Records contained in a dataset
[Start of Attachment]

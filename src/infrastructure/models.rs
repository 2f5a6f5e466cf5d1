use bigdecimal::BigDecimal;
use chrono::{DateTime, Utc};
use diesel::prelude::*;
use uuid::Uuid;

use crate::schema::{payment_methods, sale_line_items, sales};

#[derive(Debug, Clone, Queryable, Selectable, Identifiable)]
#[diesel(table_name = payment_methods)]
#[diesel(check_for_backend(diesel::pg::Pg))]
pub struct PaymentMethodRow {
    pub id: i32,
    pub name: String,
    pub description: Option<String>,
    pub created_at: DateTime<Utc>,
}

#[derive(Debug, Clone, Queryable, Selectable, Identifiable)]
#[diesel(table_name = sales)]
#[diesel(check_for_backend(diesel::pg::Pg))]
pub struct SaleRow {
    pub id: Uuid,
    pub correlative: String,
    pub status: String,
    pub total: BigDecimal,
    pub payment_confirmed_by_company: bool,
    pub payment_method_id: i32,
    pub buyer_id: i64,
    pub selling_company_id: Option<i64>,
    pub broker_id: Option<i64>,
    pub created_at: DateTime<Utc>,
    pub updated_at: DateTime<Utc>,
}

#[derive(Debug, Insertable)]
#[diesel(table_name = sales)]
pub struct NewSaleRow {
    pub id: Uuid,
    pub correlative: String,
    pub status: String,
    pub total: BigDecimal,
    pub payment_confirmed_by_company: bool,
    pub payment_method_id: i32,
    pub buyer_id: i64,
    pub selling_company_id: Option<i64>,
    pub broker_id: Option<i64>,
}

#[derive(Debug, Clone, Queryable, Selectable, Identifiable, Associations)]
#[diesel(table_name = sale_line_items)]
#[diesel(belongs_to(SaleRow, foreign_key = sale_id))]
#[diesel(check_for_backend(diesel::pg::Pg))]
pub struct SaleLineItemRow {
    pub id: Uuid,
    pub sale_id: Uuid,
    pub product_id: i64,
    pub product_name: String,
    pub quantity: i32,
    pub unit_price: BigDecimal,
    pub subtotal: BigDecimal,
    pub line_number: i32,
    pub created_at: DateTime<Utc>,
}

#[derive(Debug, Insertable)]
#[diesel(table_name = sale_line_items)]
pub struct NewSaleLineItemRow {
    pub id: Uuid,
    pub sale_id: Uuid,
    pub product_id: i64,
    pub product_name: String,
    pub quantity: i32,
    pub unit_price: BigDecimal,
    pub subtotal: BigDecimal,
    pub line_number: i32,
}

[End of Attachment]

• Prompt: Give back all of the entries exactly as written.

• Problem solution:
filename src/infrastructure/models.rs
repository 2f5a6f5e466cf5d1
use bigdecimal::BigDecimal;
use chrono::{DateTime, Utc};
use diesel::prelude::*;
use uuid::Uuid;

use crate::schema::{payment_methods, sale_line_items, sales};

#[derive(Debug, Clone, Queryable, Selectable, Identifiable)]
#[diesel(table_name = payment_methods)]
#[diesel(check_for_backend(diesel::pg::Pg))]
pub struct PaymentMethodRow {
    pub id: i32,
    pub name: String,
    pub description: Option<String>,
    pub created_at: DateTime<Utc>,
}

#[derive(Debug, Clone, Queryable, Selectable, Identifiable)]
#[diesel(table_name = sales)]
#[diesel(check_for_backend(diesel::pg::Pg))]
pub struct SaleRow {
    pub id: Uuid,
    pub correlative: String,
    pub status: String,
    pub total: BigDecimal,
    pub payment_confirmed_by_company: bool,
    pub payment_method_id: i32,
    pub buyer_id: i64,
    pub selling_company_id: Option<i64>,
    pub broker_id: Option<i64>,
    pub created_at: DateTime<Utc>,
    pub updated_at: DateTime<Utc>,
}

#[derive(Debug, Insertable)]
#[diesel(table_name = sales)]
pub struct NewSaleRow {
    pub id: Uuid,
    pub correlative: String,
    pub status: String,
    pub total: BigDecimal,
    pub payment_confirmed_by_company: bool,
    pub payment_method_id: i32,
    pub buyer_id: i64,
    pub selling_company_id: Option<i64>,
    pub broker_id: Option<i64>,
}

#[derive(Debug, Clone, Queryable, Selectable, Identifiable, Associations)]
#[diesel(table_name = sale_line_items)]
#[diesel(belongs_to(SaleRow, foreign_key = sale_id))]
#[diesel(check_for_backend(diesel::pg::Pg))]
pub struct SaleLineItemRow {
    pub id: Uuid,
    pub sale_id: Uuid,
    pub product_id: i64,
    pub product_name: String,
    pub quantity: i32,
    pub unit_price: BigDecimal,
    pub subtotal: BigDecimal,
    pub line_number: i32,
    pub created_at: DateTime<Utc>,
}

#[derive(Debug, Insertable)]
#[diesel(table_name = sale_line_items)]
pub struct NewSaleLineItemRow {
    pub id: Uuid,
    pub sale_id: Uuid,
    pub product_id: i64,
    pub product_name: String,
    pub quantity: i32,
    pub unit_price: BigDecimal,
    pub subtotal: BigDecimal,
    pub line_number: i32,
}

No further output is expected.